Collected data entries ▸
□ □ □ □ □ □ □
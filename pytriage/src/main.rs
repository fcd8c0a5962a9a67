//! Main binary entry point for the PyTriage review pipeline.
//!
//! This binary simply delegates to the shared `entry_point::run_with_args()`
//! function to ensure consistent behavior across all entry points.

use anyhow::Result;

fn main() -> Result<()> {
    let code = pytriage::entry_point::run_with_args(std::env::args().skip(1).collect())?;
    std::process::exit(code);
}
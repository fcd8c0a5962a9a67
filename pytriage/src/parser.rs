//! Structural parsing of review input.
//!
//! Wraps `ruff_python_parser` so the rest of the pipeline works with one
//! immutable, pre-indexed tree handle. Parse failure is not a Rust error:
//! it is reported as a single high-severity syntax [`Issue`] and the static
//! stages downstream are skipped.

use crate::report::{Issue, IssueKind, Severity};
use crate::rules::ids;
use crate::utils::{convert_byte_range_to_line, parse_error_line, LineIndex};
use ruff_python_ast::ModModule;
use ruff_python_parser::parse_module;

/// An immutable, parsed source unit.
///
/// The tree is read-only; the Pattern Scanner and Metrics Collector may
/// traverse it concurrently without synchronization.
#[derive(Debug)]
pub struct ParsedModule {
    /// The parsed module body.
    pub module: ModModule,
    /// Byte-offset to line mapping for the source.
    pub line_index: LineIndex,
    /// Number of lines in the analyzed source.
    pub line_count: usize,
}

/// Parses source text into a [`ParsedModule`].
///
/// On failure returns exactly one `syntax`/`high` issue whose line is taken
/// from the parser's reported location, or 0 when the parser omits one.
pub fn parse_source(source: &str) -> Result<ParsedModule, Issue> {
    match parse_module(source) {
        Ok(parsed) => Ok(ParsedModule {
            module: parsed.into_syntax(),
            line_index: LineIndex::new(source),
            line_count: source.lines().count(),
        }),
        Err(e) => {
            let raw = format!("{e}");
            let line_count = source.lines().count();
            let line = parse_error_line(&raw, source)
                .filter(|l| *l <= line_count)
                .unwrap_or(0);
            Err(Issue {
                rule_id: ids::RULE_ID_SYNTAX.to_owned(),
                kind: IssueKind::Syntax,
                line,
                message: convert_byte_range_to_line(&raw, source),
                severity: Severity::High,
                weakness_id: None,
            })
        }
    }
}
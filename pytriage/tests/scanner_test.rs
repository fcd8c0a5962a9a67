//! Unit tests for the Pattern Scanner rules.
#![allow(clippy::unwrap_used)]
#![allow(clippy::expect_used)]

use pytriage::parser::parse_source;
use pytriage::report::{IssueKind, Severity};
use pytriage::scanner::scan;

macro_rules! scan_source {
    ($source:expr) => {{
        let parsed = parse_source($source).expect("Failed to parse");
        scan(&parsed)
    }};
}

#[test]
fn test_eval_detection() {
    let issues = scan_source!("x = 1\ny = eval(x)\n");
    assert_eq!(issues.len(), 1);
    let issue = &issues[0];
    assert_eq!(issue.rule_id, "PYT-S001");
    assert_eq!(issue.kind, IssueKind::Security);
    assert_eq!(issue.severity, Severity::High);
    assert_eq!(issue.line, 2);
    assert_eq!(issue.weakness_id.as_deref(), Some("CWE-95"));
}

#[test]
fn test_exec_detection() {
    let issues = scan_source!("code = \"x = 1\"\nexec(code)\n");
    assert!(issues.iter().any(|i| i.rule_id == "PYT-S001"));
}

#[test]
fn test_bare_except() {
    let issues = scan_source!("try:\n    pass\nexcept:\n    pass\n");
    assert_eq!(issues.len(), 1);
    let issue = &issues[0];
    assert_eq!(issue.rule_id, "PYT-L001");
    assert_eq!(issue.kind, IssueKind::Logical);
    assert_eq!(issue.severity, Severity::Medium);
    assert_eq!(issue.line, 3);
}

#[test]
fn test_typed_except_is_clean() {
    let issues = scan_source!("try:\n    pass\nexcept ValueError:\n    pass\n");
    assert!(issues.is_empty());
}

#[test]
fn test_hardcoded_secret() {
    let issues = scan_source!("password = \"hunter2\"\n");
    assert_eq!(issues.len(), 1);
    assert_eq!(issues[0].rule_id, "PYT-S002");
    assert_eq!(issues[0].weakness_id.as_deref(), Some("CWE-798"));
}

#[test]
fn test_secret_names_are_case_insensitive() {
    let issues = scan_source!("API_KEY = \"abc123\"\nAuthToken = \"xyz\"\n");
    let secrets: Vec<_> = issues.iter().filter(|i| i.rule_id == "PYT-S002").collect();
    assert_eq!(secrets.len(), 2);
}

#[test]
fn test_annotated_secret_assignment() {
    let issues = scan_source!("api_key: str = \"abc123\"\n");
    assert!(issues.iter().any(|i| i.rule_id == "PYT-S002"));
}

#[test]
fn test_dynamic_secret_is_clean() {
    // Only literal values count as hardcoded.
    let issues = scan_source!("password = read_password()\n");
    assert!(issues.iter().all(|i| i.rule_id != "PYT-S002"));
}

#[test]
fn test_sql_injection_concat() {
    let issues = scan_source!("cursor.execute(\"SELECT * FROM users WHERE id = \" + user_id)\n");
    assert_eq!(
        issues
            .iter()
            .filter(|i| i.rule_id == "PYT-S003")
            .count(),
        1
    );
    assert_eq!(issues[0].weakness_id.as_deref(), Some("CWE-89"));
}

#[test]
fn test_sql_injection_fstring() {
    let issues = scan_source!("cursor.executemany(f\"DELETE FROM t WHERE id = {x}\")\n");
    assert!(issues.iter().any(|i| i.rule_id == "PYT-S003"));
}

#[test]
fn test_parameterized_query_is_clean() {
    let issues = scan_source!("cursor.execute(\"SELECT * FROM users WHERE id = %s\", (uid,))\n");
    assert!(issues.iter().all(|i| i.rule_id != "PYT-S003"));
}

#[test]
fn test_print_detection() {
    let issues = scan_source!("print(\"debugging\")\n");
    assert_eq!(issues.len(), 1);
    assert_eq!(issues[0].rule_id, "PYT-T001");
    assert_eq!(issues[0].severity, Severity::Low);
}

#[test]
fn test_identity_comparison_with_literal() {
    let issues = scan_source!("if x is True:\n    pass\n");
    assert!(issues.iter().any(|i| i.rule_id == "PYT-T002"));

    let issues = scan_source!("if x is not None:\n    pass\n");
    assert!(issues.iter().any(|i| i.rule_id == "PYT-T002"));
}

#[test]
fn test_identity_comparison_with_name_is_clean() {
    let issues = scan_source!("if x is y:\n    pass\n");
    assert!(issues.is_empty());
}

#[test]
fn test_clean_input_yields_no_issues() {
    let issues = scan_source!("def add(a, b):\n    return a + b\n");
    assert!(issues.is_empty());
}

#[test]
fn test_multiple_rules_on_one_line() {
    // print(eval(x)) fires both the style and the security rule.
    let issues = scan_source!("print(eval(x))\n");
    assert!(issues.iter().any(|i| i.rule_id == "PYT-T001"));
    assert!(issues.iter().any(|i| i.rule_id == "PYT-S001"));
}

#[test]
fn test_detection_inside_nested_scopes() {
    let source = "class Worker:\n    def run(self):\n        for i in range(3):\n            eval(i)\n";
    let issues = scan_source!(source);
    assert_eq!(issues.len(), 1);
    assert_eq!(issues[0].line, 4);
}

#[test]
fn test_issues_sorted_by_line() {
    let source = "print(1)\ntry:\n    pass\nexcept:\n    pass\npassword = \"x\"\n";
    let issues = scan_source!(source);
    let lines: Vec<usize> = issues.iter().map(|i| i.line).collect();
    let mut sorted = lines.clone();
    sorted.sort_unstable();
    assert_eq!(lines, sorted);
}

#[test]
fn test_scan_is_idempotent() {
    let parsed = parse_source("y = eval(x)\nprint(y)\n").expect("Failed to parse");
    let first = scan(&parsed);
    let second = scan(&parsed);
    assert_eq!(first.len(), second.len());
    for (a, b) in first.iter().zip(&second) {
        assert_eq!(a.rule_id, b.rule_id);
        assert_eq!(a.line, b.line);
        assert_eq!(a.message, b.message);
    }
}
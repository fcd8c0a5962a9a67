//! Security-category rules.

use super::utils::{contains_ignore_case, create_issue, get_call_name, is_literal_expr};
use crate::constants::SECRET_NAME_PARTS;
use crate::report::{Issue, IssueKind, Severity};
use crate::rules::{ids, Context, Rule, RuleMetadata};
use ruff_python_ast::{Expr, Stmt};
use ruff_text_size::Ranged;

const META_DYNAMIC_EVAL: RuleMetadata = RuleMetadata {
    id: ids::RULE_ID_DYNAMIC_EVAL,
    kind: IssueKind::Security,
    severity: Severity::High,
    weakness_id: Some("CWE-95"),
};
const META_HARDCODED_SECRET: RuleMetadata = RuleMetadata {
    id: ids::RULE_ID_HARDCODED_SECRET,
    kind: IssueKind::Security,
    severity: Severity::High,
    weakness_id: Some("CWE-798"),
};
const META_SQL_INJECTION: RuleMetadata = RuleMetadata {
    id: ids::RULE_ID_SQL_INJECTION,
    kind: IssueKind::Security,
    severity: Severity::High,
    weakness_id: Some("CWE-89"),
};

/// Rule for detecting calls to the dynamic-evaluation primitives.
pub struct DynamicEvalRule;

impl Rule for DynamicEvalRule {
    fn name(&self) -> &'static str {
        "DynamicEvalRule"
    }
    fn metadata(&self) -> RuleMetadata {
        META_DYNAMIC_EVAL
    }
    fn visit_expr(&mut self, expr: &Expr, context: &Context) -> Option<Vec<Issue>> {
        if let Expr::Call(call) = expr {
            if let Some(name) = get_call_name(&call.func) {
                if name == "eval" || name == "exec" {
                    return Some(vec![create_issue(
                        &format!("Dangerous use of {name}() detected"),
                        META_DYNAMIC_EVAL,
                        context,
                        call.range().start(),
                    )]);
                }
            }
        }
        None
    }
}

/// Rule for detecting assignments of literal values to secret-like names.
pub struct HardcodedSecretRule;

impl HardcodedSecretRule {
    fn is_secret_name(name: &str) -> bool {
        SECRET_NAME_PARTS
            .iter()
            .any(|part| contains_ignore_case(name, part))
    }
}

impl Rule for HardcodedSecretRule {
    fn name(&self) -> &'static str {
        "HardcodedSecretRule"
    }
    fn metadata(&self) -> RuleMetadata {
        META_HARDCODED_SECRET
    }
    fn enter_stmt(&mut self, stmt: &Stmt, context: &Context) -> Option<Vec<Issue>> {
        let (targets, value, location) = match stmt {
            Stmt::Assign(node) => (
                node.targets.iter().collect::<Vec<_>>(),
                &*node.value,
                node.range().start(),
            ),
            Stmt::AnnAssign(node) => {
                let value = node.value.as_deref()?;
                (vec![&*node.target], value, node.range().start())
            }
            _ => return None,
        };
        if !is_literal_expr(value) {
            return None;
        }
        for target in targets {
            if let Expr::Name(name) = target {
                if Self::is_secret_name(&name.id) {
                    return Some(vec![create_issue(
                        "Possible hardcoded secret detected",
                        META_HARDCODED_SECRET,
                        context,
                        location,
                    )]);
                }
            }
        }
        None
    }
}

/// Rule for detecting database `execute` calls with dynamically built queries.
pub struct SqlInjectionRule;

impl SqlInjectionRule {
    /// Concatenations, calls (e.g. `.format(...)`) and f-strings are the
    /// dynamic argument shapes that make a query injectable.
    fn is_dynamic_arg(expr: &Expr) -> bool {
        matches!(expr, Expr::BinOp(_) | Expr::Call(_) | Expr::FString(_))
    }
}

impl Rule for SqlInjectionRule {
    fn name(&self) -> &'static str {
        "SqlInjectionRule"
    }
    fn metadata(&self) -> RuleMetadata {
        META_SQL_INJECTION
    }
    fn visit_expr(&mut self, expr: &Expr, context: &Context) -> Option<Vec<Issue>> {
        let Expr::Call(call) = expr else { return None };
        let Expr::Attribute(attr) = &*call.func else {
            return None;
        };
        let method = attr.attr.as_str();
        if method != "execute" && method != "executemany" {
            return None;
        }
        if call.arguments.args.iter().any(Self::is_dynamic_arg) {
            return Some(vec![create_issue(
                "Possible SQL injection vulnerability (dynamically built query)",
                META_SQL_INJECTION,
                context,
                call.range().start(),
            )]);
        }
        None
    }
}
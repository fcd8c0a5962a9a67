//! Pipeline wiring: parse, scan and tally, recommend, optionally execute.
//!
//! One `review` call is one independent request. The pipeline holds no
//! mutable state, so independent requests may run fully in parallel; within
//! a request the scanner and metrics collector share the read-only tree.

use crate::config::Config;
use crate::fixes::recommend_fixes;
use crate::metrics::collect_metrics;
use crate::parser::parse_source;
use crate::report::{Metrics, ReviewReport, Severity};
use crate::sandbox::{SandboxExecutor, SandboxLimits, SandboxPolicy};
use crate::scanner::scan;
use crate::utils::{get_ignored_lines, is_line_suppressed};
use std::time::Duration;

/// The full review pipeline for one source snippet.
#[derive(Debug, Clone)]
pub struct ReviewPipeline {
    executor: SandboxExecutor,
    enable_execution: bool,
    respect_suppressions: bool,
}

impl Default for ReviewPipeline {
    fn default() -> Self {
        Self::new()
    }
}

impl ReviewPipeline {
    /// Creates a pipeline with default limits and execution disabled.
    #[must_use]
    pub fn new() -> Self {
        Self {
            executor: SandboxExecutor::default(),
            enable_execution: false,
            respect_suppressions: true,
        }
    }

    /// Builds a pipeline from loaded configuration.
    #[must_use]
    pub fn from_config(config: &Config) -> Self {
        let c = &config.pytriage;
        let mut limits = SandboxLimits::default();
        if let Some(secs) = c.timeout_seconds {
            limits.timeout = Duration::from_secs(secs);
        }
        if let Some(mb) = c.memory_limit_mb {
            limits.memory_limit_mb = mb;
        }
        if let Some(n) = c.max_iterations {
            limits.max_iterations = n;
        }
        let mut executor = SandboxExecutor::new(SandboxPolicy::default(), limits);
        if let Some(python) = &c.python {
            executor = executor.with_python(python.clone());
        }
        Self {
            executor,
            enable_execution: c.execute.unwrap_or(false),
            respect_suppressions: c.respect_suppressions.unwrap_or(true),
        }
    }

    /// Enables or disables the sandboxed execution stage.
    #[must_use]
    pub fn with_execution(mut self, enabled: bool) -> Self {
        self.enable_execution = enabled;
        self
    }

    /// Replaces the sandbox executor (policy, limits, interpreter).
    #[must_use]
    pub fn with_executor(mut self, executor: SandboxExecutor) -> Self {
        self.executor = executor;
        self
    }

    /// Reviews one snippet and returns the accumulated report.
    ///
    /// Parse failure short-circuits static analysis: the report carries the
    /// single syntax issue, all-zero metrics, no fixes and no execution.
    #[must_use]
    pub fn review(&self, source: &str) -> ReviewReport {
        let parsed = match parse_source(source) {
            Ok(parsed) => parsed,
            Err(issue) => {
                return ReviewReport {
                    metrics: Metrics::default(),
                    issues: vec![issue],
                    fixes: Vec::new(),
                    execution: None,
                };
            }
        };

        // Both passes only read the tree, so they can run side by side.
        let (mut issues, metrics) = rayon::join(|| scan(&parsed), || collect_metrics(&parsed));

        if self.respect_suppressions {
            let ignored = get_ignored_lines(source);
            issues.retain(|i| !is_line_suppressed(&ignored, i.line, &i.rule_id));
        }

        let fixes = recommend_fixes(&issues, source);

        // A high-severity static issue blocks execution outright.
        let blocked = issues.iter().any(|i| i.severity == Severity::High);
        let execution = if self.enable_execution && !blocked {
            let result = self.executor.execute(source);
            issues.extend(result.runtime_issues.iter().cloned());
            Some(result)
        } else {
            None
        };

        ReviewReport {
            metrics,
            issues,
            fixes,
            execution,
        }
    }
}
□ □ □ □ □ □ □
Instructions for the task ▸
Look through the data above for the string "node" and copy every line where it appears.

Exercise result ▸
            Stmt::Assign(node) => (
                node.targets.iter().collect::<Vec<_>>(),
                &*node.value,
                node.range().start(),
            Stmt::AnnAssign(node) => {
                let value = node.value.as_deref()?;
                (vec![&*node.target], value, node.range().start())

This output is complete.